Si deve ricordare che l'accesso all'aborto come tecnica medica è disciplinato nel nostro paese dalla legge n. 194/78 ed è confermato dal referendum del 1981: la donna può interrompere la gravidanza nel primo trimestre, quando la sua prosecuzione può comportare un pericolo per la salute fisica o psichica della donna; dopo il primo trimestre solo nei casi di minaccia alla vita della donna o di gravi anomalie e malformazione nel nascituro.
Questa normativa viene attaccata quotidianamente sia direttamente che indirettamente; infatti, coloro che sono fautori di una politica per il diritto alla vita del nascituro in modo indiscriminato, da una parte ne chiedono la modificazione, dall'altra attraverso la proposta di legge sulla procreazione medicalmente assistita delegittimano la legge n. 194/78, togliendo valore alla vita ed alla salute psico-fisica della donna.
Lo Stato deve garantire la libertà per ogni donna di decidere, considerando che alcune possono ritenere che, in certi casi sia più rispettoso abortire che non far nascere un bambino che non avrà modo di sviluppare tutte le capacità di cui potrebbe essere portatore, oppure che in altri casi la maternità sia un diritto anche da acquisire attraverso tecniche di riproduzione assistita per le donne che vogliono accedervi. In questi casi si è davanti ad una relazione ove la piena partecipazione della donna è fondamentale e per questo si deve ascoltare la libera scelta femminile: il prodotto del concepimento non si svilupperà se la donna non l'accoglie e questa accoglienza va intesa non solo in termini fisici, ma anche in termini di immaginazione e fantasia.

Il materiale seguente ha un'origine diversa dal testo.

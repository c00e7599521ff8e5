//! # Movement primitive library
//!
//! This library provides the building blocks for parameterised, time-evolving
//! motion trajectories ("movement primitives"). The trajectory shape itself is
//! produced by a base dynamical-system primitive, which this library consumes
//! through the [`primitive::MovementPrimitive`] capability trait. On top of
//! that base this library provides [`gain_schedules::GainSchedulePrimitive`],
//! which augments every integration step with a bank of per-dimension gain
//! signals predicted by learned function approximators.

// ---------------------------------------------------------------------------
// MODULES
// ---------------------------------------------------------------------------

pub mod func_approx;
pub mod gain_schedules;
pub mod primitive;
pub mod trajectory;

// ---------------------------------------------------------------------------
// RE-EXPORTS
// ---------------------------------------------------------------------------

pub use func_approx::{FuncApproxError, FunctionApproximator};
pub use gain_schedules::{GainScheduleError, GainSchedulePrimitive};
pub use primitive::{AnalyticalSolution, MovementPrimitive, PrimitiveError};
pub use trajectory::{Trajectory, TrajectoryError};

La partecipazione di donne e uomini alle manifestazioni per difendere i diritti delle donne è importante per lo sviluppo delle pratiche politiche e delle forme di riflessione ed elaborazione culturale. Le pratiche e le teorie non possono essere viste come disgiunte l'una dall'altra, ma anzi attraverso gli studi universitari e post laurea sulle tematiche femminili e femministe (cd. Studi di Genere o Studi sulle Donne) l'attivismo diventa un tutt'uno e relazionato.
Mentre associazioni non governative di donne, collettivi femministi, aggregazioni culturali hanno svolto per anni elaborazione teorica e pratica; gli studi universitari hanno cercato di rimanere al di fuori dell'attivismo sociale. Oggi è auspicabile che non vi sia alcuna divisione, ma che le 'pratiche' continuino a fare teoria e che le 'teoriche' si mescolino al mondo pratico nella difesa dei diritti delle donne al fine di ridefinire l'approccio politico della questione femminile.